European Diary: Three months before they join the European Union, citizens of the new member-states may feel they are facing a frosty welcome. All but two current member-states will restrict access to their labour markets for at least two years; even Britain and Ireland are hinting at rules to prevent central and eastern Europeans from claiming full welfare benefits.
A two-year debate over the EU's long-term budget plan, which starts today, is likely to offer further evidence of western Europe's lack of solidarity towards the east, as the EU's biggest paymasters call for a union of 25 to manage on the same budget as today's 15.
If this was not enough, questions are being raised about some of the commissioners proposed by the new member-states, who must be approved by the European Parliament before taking office.
At its annual conference in Brussels last week, the conservative European People's Party (EPP) approved a resolution condemning totalitarian communism and calling on "all those who intend to assume a political function in the EU institutions to disclose their professional and political activities in former communist states and to refrain from taking up a European post if they formed part of the repressive communist enforcement agencies, or were involved in crimes against humanity".
The resolution, which was proposed by members of the Hungarian Fidesz party, is non-binding but it has provoked a debate about the proper attitude of the EU to former communists.
Among the 10 nominees for commissioner, Estonia's former prime minister, Mr Siim Kallas, was a long-standing member of the Soviet communist party and Hungary's Peter Balazs was a senior official in the communist government in the 1980s.
Former communists are in power in a number of central and eastern European countries, notably in Poland, where both the President and the Prime Minister have communist pasts. Few people, even in the EPP, are suggesting that former communists should be excluded from office but the call for a closer examination of their past has provoked outrage.
The Liberal leader, Mr Graham Watson, was quick to condemn the proposal.
"The European Parliament is not a court, and should not get involved in legal or quasi-legal matters. It is up to each member-state to deal with its own past, and this should be done at national rather than at European level," he said.
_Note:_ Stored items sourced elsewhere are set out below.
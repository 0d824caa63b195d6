pub mod clone;
pub mod repo;

pub use clone::acquire;
pub use repo::GitRepo;

use crate::error::Result;
use crate::model::CommitRecord;
use std::fmt;
use std::path::Path;

/// What the aggregator needs from a repository.
pub trait Repository {
    fn workdir(&self) -> &Path;

    /// Makes `branch` the head the following walks start from.
    fn switch_to(&mut self, branch: &str) -> Result<()>;

    /// Commits of `range`, newest first.
    fn commits(&self, range: &RevisionRange) -> Result<Vec<CommitRecord>>;
}

/// Commit span to walk.
///
/// Both bounds empty means the whole history of the current head. Otherwise
/// the walk is `start..end` where an empty start excludes nothing and an
/// empty end stands for the current head.
#[derive(Debug, Clone, PartialEq, Eq)]
pub enum RevisionRange {
    Full,
    Bounded {
        start: Option<String>,
        end: Option<String>,
    },
}

impl RevisionRange {
    pub fn from_bounds(start: &str, end: &str) -> Self {
        let bound = |s: &str| {
            let s = s.trim();
            (!s.is_empty()).then(|| s.to_string())
        };
        match (bound(start), bound(end)) {
            (None, None) => RevisionRange::Full,
            (start, end) => RevisionRange::Bounded { start, end },
        }
    }
}

impl fmt::Display for RevisionRange {
    fn fmt(&self, f: &mut fmt::Formatter<'_>) -> fmt::Result {
        match self {
            RevisionRange::Full => f.write_str("HEAD"),
            RevisionRange::Bounded { start, end } => write!(
                f,
                "{}..{}",
                start.as_deref().unwrap_or(""),
                end.as_deref().unwrap_or("HEAD")
            ),
        }
    }
}

#[cfg(test)]
mod tests {
    use super::*;

    #[test]
    fn empty_bounds_mean_full_history() {
        assert_eq!(RevisionRange::from_bounds("", ""), RevisionRange::Full);
        assert_eq!(RevisionRange::from_bounds(" ", ""), RevisionRange::Full);
        assert_eq!(RevisionRange::Full.to_string(), "HEAD");
    }

    #[test]
    fn one_sided_ranges_stay_bounded() {
        let open_end = RevisionRange::from_bounds("v1.0", "");
        assert_eq!(
            open_end,
            RevisionRange::Bounded {
                start: Some("v1.0".into()),
                end: None
            }
        );
        assert_eq!(open_end.to_string(), "v1.0..HEAD");

        let open_start = RevisionRange::from_bounds("", "abc");
        assert_eq!(open_start.to_string(), "..abc");
    }
}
A Commission spokesman took a similar line last week, although he seemed a little embarrassed when an eastern European journalist asked if repressing the civilian population was consistent with the EU's core values.
Mr Balazs believes that the issue can be treated more usefully as a moral rather than a legal question, not least because it is difficult to define what constitutes a communist past.
"These were very special one-party systems but then it is extremely difficult to define that party. One of the big masters of our transition, Imre Pozsgay, said that 'believe us, in our one party there were more colours than in the whole British parliament'. Everything was inside that one party. So party membership really does not say anything. We have ex-party members in all the parties in and outside the Hungarian parliament nowadays. So it really has no meaning," he told euractiv.com, an EU news website.
Mr Balazs favours opening up the archives in former communist countries and establishing who spied upon their neighbours for the secret services.
Among the proposals in the EPP resolution is the establishment of a European research and documentation centre, to continue collecting, assessing and publishing information about totalitarian communism, and the establishment of a memorial museum on victims of communism. The debate comes amid fresh tensions between Germany and some of its neighbours about the proper way to commemorate shared history in a united Europe. Plans to commemorate in Berlin all those deported during and after the second World War have raised fears, particularly in Poland, that Germany's Nazi past is being re-appraised in a way that is more comfortable for today's Germans.
All these disputes highlight a fact about EU enlargement that has been broadly overlooked - its potential impact on memory and identity throughout Europe. From May 1st, the European Union will change, not just geographically and economically, but historically.